CHICAGO (CN) – An attorney claims Chase Bank helped freeze him out of his law firm by conspiring to put all the firm’s assets under his former partner’s control.
Eric Freed, formerly of Freed & Weiss LLC, sued JPMorgan Chase, but not his former partner, nor the firm, in Cook County Court.
Freed claims the partnership agreement of Freed & Weiss entitled him to 53 percent of the LLC’s profits, and his former partner Paul Weiss to 47 percent. He says Weiss voluntarily quit the LLC. Weiss is married to Jamie Saltzman Weiss, also an attorney, and not a party to the case.
Freed claims: “As early as 2008, Weiss and Saltzman devised and agreed on a fraudulent scheme to wrongfully eliminate Freed from the LLC. Once put in motion, this fraudulent scheme would allow Weiss, Saltzman, and perhaps others, to take over the business and finances, move the LLC’s bank accounts from Bank of America – where they were officially maintained – to another bank – where Freed would have no signatory authority, and freeze Freed out of the LLC’s operations, by preventing Freed from accessing the LLC’s premises and computer system.”
Freed claims that in December 2008 and in October 2009, Saltzman and Weiss opened bank accounts with Chase Bank, claiming that Weiss was the only member of the LLC.
“Chase Bank failed to undertake, on information and belief, any due diligence to ascertain the veracity of these statements. Indeed, the simplest of investigations would have revealed their falsity,” the complaint states.
It adds: “Chase Bank assisted Salzman and Weiss in opening these bank accounts at Chase Bank, account numbers *4054 and *5990, and, upon information and belief, without conducting any due diligence whatsoever – but, regardless, manifestly inadequate due diligence – therefore egregiously violating and recklessly disregarding the ‘know your customer rule.’ A simple review of the Partnership Agreement for Freed & Weiss LLC, and/or the filings that were made by Freed & Weiss LLC with the Illinois Secretary of State, that were publicly available online at that time, would have shown the falsity of the representations made by Saltzman and Weiss.”
In March 2011, Freed claims, “Weiss moved virtually all of the LLC’s funds from its official Bank of America account to the Chase Bank accounts that Weiss and Saltzman had, with Chase Bank’s assistance, fraudulently opened beginning in December 2008.”
Freed says he sent Chase Bank a letter demanding it freeze the LLC’s account.
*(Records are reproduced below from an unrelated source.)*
use clap::Parser;
use colored::Colorize;
use tokio_util::sync::CancellationToken;

use elastic_blast::cleanup::UndoError;
use elastic_blast::cloud::{CommandRunner, create_provider};
use elastic_blast::common::cli::{CommonOpts, RootOptions, RunOpts, SubCommand, SubmitOpts};
use elastic_blast::common::error::EXIT_SUCCESS;
use elastic_blast::common::setup::setup_logging;
use elastic_blast::run::{
    RunCoordinator, RunOutcome, RunReport, StatusReport, cancel_on_ctrl_c, delete_run, run_status,
};
use elastic_blast::status::{RunStatus, StatusCounts};
use elastic_blast::storage::create_storage;

fn status_text(status: RunStatus) -> colored::ColoredString {
    match status {
        RunStatus::Running => status.to_string().yellow(),
        RunStatus::Succeeded => status.to_string().green(),
        RunStatus::Failed => status.to_string().red(),
    }
}

fn print_run_report(report: &RunReport) {
    match &report.result {
        Ok(RunOutcome::Submitted) => println!(
            "Run {} submitted {} job(s) for {} batch(es)",
            report.run_id.to_string().bold(),
            report.jobs.len(),
            report.batches
        ),
        Ok(RunOutcome::Finished(status)) => println!(
            "Run {} finished: {} ({})",
            report.run_id.to_string().bold(),
            status_text(*status),
            StatusCounts::from_jobs(&report.jobs)
        ),
        Err(error) => eprintln!("{} {error}", "Error:".red().bold()),
    }
    for (kind, id) in &report.kept {
        log::debug!("Keeping {kind} {id}");
    }
    if !report.undo_errors.is_empty() {
        print_undo_errors(&report.undo_errors);
    }
}

fn print_undo_errors(errors: &[UndoError]) {
    eprintln!(
        "{}",
        "The following resources could not be removed:".yellow()
    );
    for error in errors {
        eprintln!("  {error}");
    }
}

fn print_status_report(report: &StatusReport) {
    let Some(cluster) = &report.cluster else {
        println!("{}", "Cluster not found".yellow());
        return;
    };
    println!(
        "Cluster: {cluster} (as of {})",
        chrono::Local::now().format("%Y-%m-%d %H:%M:%S")
    );
    let Some(status) = report.status else {
        println!("No jobs found");
        return;
    };
    println!(
        "Status: {} ({})",
        status_text(status),
        StatusCounts::from_jobs(&report.jobs)
    );
    for job in &report.jobs {
        println!("  {:<32} {}", job.job_name, job.state());
    }
}

// Commands

async fn command_submit(common: &CommonOpts, opts: SubmitOpts) -> elastic_blast::Result<i32> {
    let config = elastic_blast::common::cli::load_run_config(common, &opts.run).await?;
    let provider = create_provider(&config, CommandRunner::new(config.dry_run()));
    let storage = create_storage(config.dry_run());
    let cancel = CancellationToken::new();
    cancel_on_ctrl_c(cancel.clone());

    let report = RunCoordinator::new(config, provider, storage, cancel)
        .submit(opts.wait)
        .await;
    print_run_report(&report);
    Ok(report.exit_code())
}

async fn command_status(common: &CommonOpts, opts: RunOpts) -> elastic_blast::Result<i32> {
    let config = elastic_blast::common::cli::load_run_config(common, &opts).await?;
    let provider = create_provider(&config, CommandRunner::new(config.dry_run()));
    let report = run_status(&config, &provider).await?;
    print_status_report(&report);
    Ok(EXIT_SUCCESS)
}

async fn command_delete(common: &CommonOpts, opts: RunOpts) -> elastic_blast::Result<i32> {
    let config = elastic_blast::common::cli::load_run_config(common, &opts).await?;
    let provider = create_provider(&config, CommandRunner::new(config.dry_run()));
    let storage = create_storage(config.dry_run());
    let errors = delete_run(&config, &provider, &storage).await?;
    if errors.is_empty() {
        println!("Run {} deleted", config.run_id().to_string().bold());
        return Ok(EXIT_SUCCESS);
    }
    print_undo_errors(&errors);
    Ok(elastic_blast::common::error::ErrorKind::Cluster.exit_code())
}

#[tokio::main(flavor = "current_thread")]
async fn main() {
    let top_opts = RootOptions::parse();

    setup_logging(top_opts.common.debug);
    top_opts.common.colors.apply();

    let common = &top_opts.common;
    let result = match top_opts.subcmd {
        SubCommand::Submit(opts) => command_submit(common, opts).await,
        SubCommand::Status(opts) => command_status(common, opts).await,
        SubCommand::Delete(opts) => command_delete(common, opts).await,
    };

    let code = match result {
        Ok(code) => code,
        Err(error) => {
            eprintln!("{} {error}", "Error:".red().bold());
            error.kind().exit_code()
        }
    };
    std::process::exit(code);
}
But according to the complaint: “Rather than freezing the Chase Bank accounts as directed by Freed, Rebecca Gray, (‘Gray’) a private client banker of Chase Bank, with full knowledge of the correspondence dated November 28, 2011, telephoned Weiss and Saltzman, told them of Freed’s correspondence, informed them that the funds would likely be frozen, and aided and abetted Weiss and Saltzman in the removal of the LLC’s funds from Chase Bank. Weiss, acting on Gray’s advice and direction, immediately obtained a cashier’s check for $750,000 from Chase Bank and moved the LLC’s funds to another financial institution to which Freed had no access. …
“The same Chase Bank officer, Gray, then e-mailed Weiss on December 13, 2011, offering to help him move additional funds out of the Chase Bank accounts, which were to arrive later, to another account to which Freed had no access.”
Gray is not a party to the complaint. The only defendant is JP Morgan Chase & Co.
Freed seeks more than $1 million in damages, plus punitive damages, for conspiracy to commit fraud, and intentional interference with contract.
He is represented by Daniel Voelker.